In a hearing Thursday of the Senate Appropriations Committee, Senator Lamar Alexander (R-Tn.) pressed the Obama administration’s Office of Management and Budget (OMB) on entitlement reform, questioning a top official on why there is “no plan from the president” to deal with the mandatory entitlement spending that Senator Alexander argued is the primary driver of the nation’s spending crisis.

“Why hasn't the president done that?” Senator Alexander asked Danny Werfel, Federal Controller of the OMB. “He is the president of the United States – he is supposed to lead.”

The hearing was about the upcoming “sequester,” a series of automatic, across-the-board cuts that will take effect if the president and Congress do not act.

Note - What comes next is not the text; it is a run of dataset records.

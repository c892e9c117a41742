use super::{types::Config, ConfigError};

/// Validate configuration beyond what serde enforces.
pub fn validate_config(config: &Config) -> Result<(), ConfigError> {
    if config.server.port == 0 {
        return Err(ConfigError::ValidationError(
            "server.port cannot be 0".to_string(),
        ));
    }

    let parallelism = config.autopilot.parallelism;
    if !(2..=4).contains(&parallelism) {
        return Err(ConfigError::ValidationError(format!(
            "autopilot.parallelism must be between 2 and 4, got {}",
            parallelism
        )));
    }

    if config.autopilot.target_per_topic == 0 {
        return Err(ConfigError::ValidationError(
            "autopilot.target_per_topic must be at least 1".to_string(),
        ));
    }

    if config.autopilot.max_topics == 0 {
        return Err(ConfigError::ValidationError(
            "autopilot.max_topics must be at least 1".to_string(),
        ));
    }

    let empty_key = |key: Option<&str>| key.is_some_and(|k| k.trim().is_empty());
    if empty_key(config.providers.gemini.as_ref().map(|g| g.api_key.as_str()))
        || empty_key(config.providers.openai.as_ref().map(|o| o.api_key.as_str()))
        || empty_key(config.stock.as_ref().map(|s| s.api_key.as_str()))
    {
        return Err(ConfigError::ValidationError(
            "configured providers need a non-empty api_key".to_string(),
        ));
    }

    if config.retry.max_attempts == 0 {
        return Err(ConfigError::ValidationError(
            "retry.max_attempts must be at least 1".to_string(),
        ));
    }

    let per_page = config.acquisition.per_page_limit;
    if per_page == 0 || per_page > 100 {
        return Err(ConfigError::ValidationError(format!(
            "acquisition.per_page_limit must be between 1 and 100, got {}",
            per_page
        )));
    }

    if config.acquisition.search_term.trim().is_empty() {
        return Err(ConfigError::ValidationError(
            "acquisition.search_term cannot be empty".to_string(),
        ));
    }

    Ok(())
}

#[cfg(test)]
mod tests {
    use super::*;

    #[test]
    fn test_validate_default_config() {
        assert!(validate_config(&Config::default()).is_ok());
    }

    #[test]
    fn test_validate_port_zero_fails() {
        let mut config = Config::default();
        config.server.port = 0;
        let err = validate_config(&config).unwrap_err();
        assert!(matches!(err, ConfigError::ValidationError(_)));
    }

    #[test]
    fn test_validate_parallelism_bounds() {
        let mut config = Config::default();
        config.autopilot.parallelism = 1;
        assert!(validate_config(&config).is_err());
        config.autopilot.parallelism = 5;
        assert!(validate_config(&config).is_err());
        config.autopilot.parallelism = 2;
        assert!(validate_config(&config).is_ok());
    }

    #[test]
    fn test_validate_zero_target_fails() {
        let mut config = Config::default();
        config.autopilot.target_per_topic = 0;
        assert!(validate_config(&config).is_err());
    }

    #[test]
    fn test_validate_zero_attempts_fails() {
        let mut config = Config::default();
        config.retry.max_attempts = 0;
        assert!(validate_config(&config).is_err());
    }

    #[test]
    fn test_validate_per_page_limit() {
        let mut config = Config::default();
        config.acquisition.per_page_limit = 0;
        assert!(validate_config(&config).is_err());
        config.acquisition.per_page_limit = 101;
        assert!(validate_config(&config).is_err());
    }

    #[test]
    fn test_validate_blank_search_term() {
        let mut config = Config::default();
        config.acquisition.search_term = "  ".to_string();
        assert!(validate_config(&config).is_err());
    }

    #[test]
    fn test_validate_empty_provider_key_fails() {
        let mut config = Config::default();
        config.providers.gemini = Some(
            serde_json::from_value(serde_json::json!({ "api_key": "  " })).unwrap(),
        );
        assert!(validate_config(&config).is_err());

        config.providers.gemini =
            Some(serde_json::from_value(serde_json::json!({ "api_key": "k" })).unwrap());
        assert!(validate_config(&config).is_ok());
    }

    #[test]
    fn test_validate_max_topics_zero_fails() {
        let mut config = Config::default();
        config.autopilot.max_topics = 0;
        assert!(validate_config(&config).is_err());
    }
}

Senator Alexander continued: “I go back 30 years as governor, when I was sitting there trying to put more money into higher education and federally mandated Medicaid was soaking up money that I’d like to put in higher education.

“What I would like, respectfully, to see from the president is a plan to do what his own debt commission said we needed to do.”

Senator Alexander, a senior member of the committee, said, “Senator Corker and I put on the table a $1 trillion plan to reduce entitlement spending. Why hasn't the president done that?”

Senator Alexander was referring to the “Dollar-for-Dollar Act,” he has introduced with fellow Tennessee Republican Sen. Bob Corker, which would reduce growth in entitlement spending by $1 trillion.